Task objective
Lines before the one containing "fn out_of_range(symbol: &Symbol)" are left out; output the rest of the data exactly, through the final line.

● ● ●

// In crates/core-types/src/book.rs

use std::collections::HashMap;

use rust_decimal::Decimal;

use crate::error::{Error, Result};
use crate::types::{Position, PositionChange, Symbol};

/// The maximum number of distinct symbols the account may hold at once.
/// Checked when a trade would insert a *new* symbol, never on updates to
/// an existing one.
pub const MAX_POSITIONS: usize = 10;

/// In-memory state of the account: free cash plus all open positions.
///
/// A `PositionBook` is owned by exactly one engine session at a time
/// (hydrate, trade zero or more times, summarize); nothing else mutates it.
/// The `can_*` predicates answer "would this trade violate an invariant"
/// without touching state; the `apply_*` mutators assume the engine has
/// already validated and only perform the arithmetic, with every step
/// checked so a value past `Decimal` range is an error, not a panic.
#[derive(Debug, Clone, Default)]
pub struct PositionBook {
    pub cash: Decimal,
    pub positions: HashMap<Symbol, Position>,
}

impl PositionBook {
    pub fn new(cash: Decimal, positions: HashMap<Symbol, Position>) -> Self {
        Self { cash, positions }
    }

    /// True if `symbol` is already held, or there is room for one more
    /// distinct symbol.
    pub fn can_open_new_position(&self, symbol: &Symbol) -> bool {
        self.positions.contains_key(symbol) || self.positions.len() < MAX_POSITIONS
    }

    /// True if `amount` can be paid out of free cash.
    pub fn can_afford(&self, amount: Decimal) -> bool {
        amount <= self.cash
    }

    /// True if a position exists for `symbol` with at least `quantity` shares.
    pub fn can_sell(&self, symbol: &Symbol, quantity: Decimal) -> bool {
        self.positions
            .get(symbol)
            .is_some_and(|position| position.quantity >= quantity)
    }

    /// Quantity currently held for `symbol`; zero when not held.
    pub fn held_quantity(&self, symbol: &Symbol) -> Decimal {
        self.positions
            .get(symbol)
            .map(|position| position.quantity)
            .unwrap_or(Decimal::ZERO)
    }

    /// Applies a purchase of `quantity` shares for a total `cost`.
    ///
    /// Debits cash and folds the purchase into the cost-weighted average:
    /// `new_avg = (prev_qty * prev_avg + cost) / (prev_qty + quantity)`.
    /// Buying is the only operation that moves `avg_price`. Fails with
    /// `InvalidArgument` when the updated quantity or cost basis leaves
    /// `Decimal` range, with the book untouched.
    pub fn apply_buy(
        &mut self,
        symbol: &Symbol,
        quantity: Decimal,
        cost: Decimal,
    ) -> Result<PositionChange> {
        debug_assert!(quantity > Decimal::ZERO);
        let (prev_quantity, prev_avg) = match self.positions.get(symbol) {
            Some(position) => (position.quantity, position.avg_price),
            None => (Decimal::ZERO, Decimal::ZERO),
        };
        let new_quantity = prev_quantity
            .checked_add(quantity)
            .ok_or_else(|| out_of_range(symbol))?;
        let avg_price = prev_quantity
            .checked_mul(prev_avg)
            .and_then(|basis| basis.checked_add(cost))
            .and_then(|basis| basis.checked_div(new_quantity))
            .ok_or_else(|| out_of_range(symbol))?;
        // Cash and cost are both non-negative, so the debit cannot leave range.
        self.cash -= cost;
        let position = Position {
            symbol: symbol.clone(),
            quantity: new_quantity,
            avg_price,
        };
        self.positions.insert(symbol.clone(), position.clone());
        Ok(PositionChange::Upsert(position))
    }

    /// Applies a sale of `quantity` shares for a total `proceeds`.
    ///
    /// Credits cash and reduces the position. `avg_price` of the remainder
    /// is untouched; a position sold down to exactly zero is removed from
    /// the book rather than kept at zero quantity. Fails with
    /// `InvalidArgument` when the credited cash would leave `Decimal`
    /// range, with the book untouched.
    pub fn apply_sell(
        &mut self,
        symbol: &Symbol,
        quantity: Decimal,
        proceeds: Decimal,
    ) -> Result<PositionChange> {
        debug_assert!(self.can_sell(symbol, quantity));
        self.cash = self
            .cash
            .checked_add(proceeds)
            .ok_or_else(|| out_of_range(symbol))?;
        match self.positions.get_mut(symbol) {
            Some(position) if position.quantity > quantity => {
                position.quantity -= quantity;
                Ok(PositionChange::Upsert(position.clone()))
            }
            _ => {
                self.positions.remove(symbol);
                Ok(PositionChange::Remove(symbol.clone()))
            }
        }
    }

    /// Number of distinct symbols currently held.
    pub fn distinct_symbols(&self) -> usize {
        self.positions.len()
    }
}

fn out_of_range(symbol: &Symbol) -> Error {
    Error::InvalidArgument {
        reason: format!("position value for {} is out of range", symbol.0),
    }
}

● ● ●

Written response
fn out_of_range(symbol: &Symbol) -> Error {
    Error::InvalidArgument {
        reason: format!("position value for {} is out of range", symbol.0),
    }
}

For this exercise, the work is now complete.